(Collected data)
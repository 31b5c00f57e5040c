use crate::debug_if_enabled;
use crate::events::{LoopEvent, WindowId};
use crate::services::timer::{TimerGuard, Timers};
use crate::services::window_system::WindowSystem;
use std::time::Duration;
use tracing::info;

use super::Taskbar;

#[derive(Debug, Clone, Copy, PartialEq, Eq)]
pub enum FlashState {
    Idle,
    Flashing,
}

/// Мигание кнопки срочной задачи
#[derive(Debug, Default)]
pub struct UrgencyFlasher {
    timer: Option<TimerGuard>,
    phase: bool,
}

impl UrgencyFlasher {
    pub fn state(&self) -> FlashState {
        if self.timer.is_some() {
            FlashState::Flashing
        } else {
            FlashState::Idle
        }
    }

    pub fn is_flashing(&self) -> bool {
        self.state() == FlashState::Flashing
    }

    /// Текущая фаза: `true` означает «выделенную» подсветку
    pub fn phase(&self) -> bool {
        self.phase
    }

    /// Idle → Flashing; повторный вызов ничего не делает
    pub fn start(&mut self, window: WindowId, timers: &Timers, period: Duration) -> bool {
        if self.timer.is_some() {
            return false;
        }
        self.timer = Some(timers.every(period, LoopEvent::FlashTick(window)));
        true
    }

    /// Flashing → Idle: таймер отменён, фаза сброшена
    pub fn stop(&mut self) -> bool {
        self.phase = false;
        self.timer.take().is_some()
    }

    /// Переключить фазу; `None`, если мигание не активно
    pub fn tick(&mut self) -> Option<bool> {
        self.timer.as_ref()?;
        self.phase = !self.phase;
        Some(self.phase)
    }
}

impl<W: WindowSystem> Taskbar<W> {
    /// Включить или выключить мигание задачи по признаку срочности
    pub(crate) fn set_urgency(&mut self, window: WindowId, urgent: bool) {
        let period = self.config.flash_interval();
        let use_hint = self.config.use_urgency_hint;
        let Some(task) = self.registry.get_mut(window) else {
            return;
        };
        task.urgent = urgent;

        if urgent && use_hint {
            if task.flasher.start(window, &self.timers, period) {
                info!("Задача {} требует внимания, начинаем мигание", task);
            }
        } else if task.flasher.stop() {
            info!("Задача {} больше не срочная, мигание остановлено", task);
            self.notify_updated(window);
        }
    }

    pub(crate) fn on_flash_tick(&mut self, window: WindowId) {
        let Some(task) = self.registry.get_mut(window) else {
            debug_if_enabled!("Тик мигания для неизвестного окна {}", window);
            return;
        };
        if task.flasher.tick().is_some() {
            self.notify_updated(window);
        }
    }
}

#[cfg(test)]
mod tests {
    use super::*;
    use tokio::sync::mpsc;

    #[tokio::test]
    async fn test_start_is_idempotent() {
        let (tx, _rx) = mpsc::unbounded_channel();
        let timers = Timers::new(tx);
        let mut flasher = UrgencyFlasher::default();

        assert_eq!(flasher.state(), FlashState::Idle);
        assert!(flasher.start(WindowId(1), &timers, Duration::from_millis(100)));
        assert!(!flasher.start(WindowId(1), &timers, Duration::from_millis(100)));
        assert_eq!(flasher.state(), FlashState::Flashing);
    }

    #[tokio::test]
    async fn test_tick_toggles_and_stop_resets_phase() {
        let (tx, _rx) = mpsc::unbounded_channel();
        let timers = Timers::new(tx);
        let mut flasher = UrgencyFlasher::default();

        assert_eq!(flasher.tick(), None);
        flasher.start(WindowId(1), &timers, Duration::from_millis(100));
        assert_eq!(flasher.tick(), Some(true));
        assert_eq!(flasher.tick(), Some(false));
        assert_eq!(flasher.tick(), Some(true));

        assert!(flasher.stop());
        assert!(!flasher.phase());
        assert_eq!(flasher.state(), FlashState::Idle);
        assert!(!flasher.stop());
    }

    #[tokio::test(start_paused = true)]
    async fn test_flashing_posts_ticks_until_stopped() {
        let (tx, mut rx) = mpsc::unbounded_channel();
        let timers = Timers::new(tx);
        let mut flasher = UrgencyFlasher::default();

        flasher.start(WindowId(4), &timers, Duration::from_millis(100));
        assert_eq!(rx.recv().await, Some(LoopEvent::FlashTick(WindowId(4))));

        flasher.stop();
        tokio::time::sleep(Duration::from_millis(500)).await;
        assert!(rx.try_recv().is_err());
    }
}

• _Your assignment_
Line by line, retype all of the entries.

• _Solution for this problem_
repository 31b5c00f57e5040c
use crate::debug_if_enabled;
use crate::events::{LoopEvent, WindowId};
use crate::services::timer::{TimerGuard, Timers};
use crate::services::window_system::WindowSystem;
use std::time::Duration;
use tracing::info;

use super::Taskbar;

#[derive(Debug, Clone, Copy, PartialEq, Eq)]
pub enum FlashState {
    Idle,
    Flashing,
}

/// Мигание кнопки срочной задачи
#[derive(Debug, Default)]
pub struct UrgencyFlasher {
    timer: Option<TimerGuard>,
    phase: bool,
}

impl UrgencyFlasher {
    pub fn state(&self) -> FlashState {
        if self.timer.is_some() {
            FlashState::Flashing
        } else {
            FlashState::Idle
        }
    }

    pub fn is_flashing(&self) -> bool {
        self.state() == FlashState::Flashing
    }

    /// Текущая фаза: `true` означает «выделенную» подсветку
    pub fn phase(&self) -> bool {
        self.phase
    }

    /// Idle → Flashing; повторный вызов ничего не делает
    pub fn start(&mut self, window: WindowId, timers: &Timers, period: Duration) -> bool {
        if self.timer.is_some() {
            return false;
        }
        self.timer = Some(timers.every(period, LoopEvent::FlashTick(window)));
        true
    }

    /// Flashing → Idle: таймер отменён, фаза сброшена
    pub fn stop(&mut self) -> bool {
        self.phase = false;
        self.timer.take().is_some()
    }

    /// Переключить фазу; `None`, если мигание не активно
    pub fn tick(&mut self) -> Option<bool> {
        self.timer.as_ref()?;
        self.phase = !self.phase;
        Some(self.phase)
    }
}

impl<W: WindowSystem> Taskbar<W> {
    /// Включить или выключить мигание задачи по признаку срочности
    pub(crate) fn set_urgency(&mut self, window: WindowId, urgent: bool) {
        let period = self.config.flash_interval();
        let use_hint = self.config.use_urgency_hint;
        let Some(task) = self.registry.get_mut(window) else {
            return;
        };
        task.urgent = urgent;

        if urgent && use_hint {
            if task.flasher.start(window, &self.timers, period) {
                info!("Задача {} требует внимания, начинаем мигание", task);
            }
        } else if task.flasher.stop() {
            info!("Задача {} больше не срочная, мигание остановлено", task);
            self.notify_updated(window);
        }
    }

    pub(crate) fn on_flash_tick(&mut self, window: WindowId) {
        let Some(task) = self.registry.get_mut(window) else {
            debug_if_enabled!("Тик мигания для неизвестного окна {}", window);
            return;
        };
        if task.flasher.tick().is_some() {
            self.notify_updated(window);
        }
    }
}

#[cfg(test)]
mod tests {
    use super::*;
    use tokio::sync::mpsc;

    #[tokio::test]
    async fn test_start_is_idempotent() {
        let (tx, _rx) = mpsc::unbounded_channel();
        let timers = Timers::new(tx);
        let mut flasher = UrgencyFlasher::default();

        assert_eq!(flasher.state(), FlashState::Idle);
        assert!(flasher.start(WindowId(1), &timers, Duration::from_millis(100)));
        assert!(!flasher.start(WindowId(1), &timers, Duration::from_millis(100)));
        assert_eq!(flasher.state(), FlashState::Flashing);
    }

    #[tokio::test]
    async fn test_tick_toggles_and_stop_resets_phase() {
        let (tx, _rx) = mpsc::unbounded_channel();
        let timers = Timers::new(tx);
        let mut flasher = UrgencyFlasher::default();

        assert_eq!(flasher.tick(), None);
        flasher.start(WindowId(1), &timers, Duration::from_millis(100));
        assert_eq!(flasher.tick(), Some(true));
        assert_eq!(flasher.tick(), Some(false));
        assert_eq!(flasher.tick(), Some(true));

        assert!(flasher.stop());
        assert!(!flasher.phase());
        assert_eq!(flasher.state(), FlashState::Idle);
        assert!(!flasher.stop());
    }

    #[tokio::test(start_paused = true)]
    async fn test_flashing_posts_ticks_until_stopped() {
        let (tx, mut rx) = mpsc::unbounded_channel();
        let timers = Timers::new(tx);
        let mut flasher = UrgencyFlasher::default();

        flasher.start(WindowId(4), &timers, Duration::from_millis(100));
        assert_eq!(rx.recv().await, Some(LoopEvent::FlashTick(WindowId(4))));

        flasher.stop();
        tokio::time::sleep(Duration::from_millis(500)).await;
        assert!(rx.try_recv().is_err());
    }
}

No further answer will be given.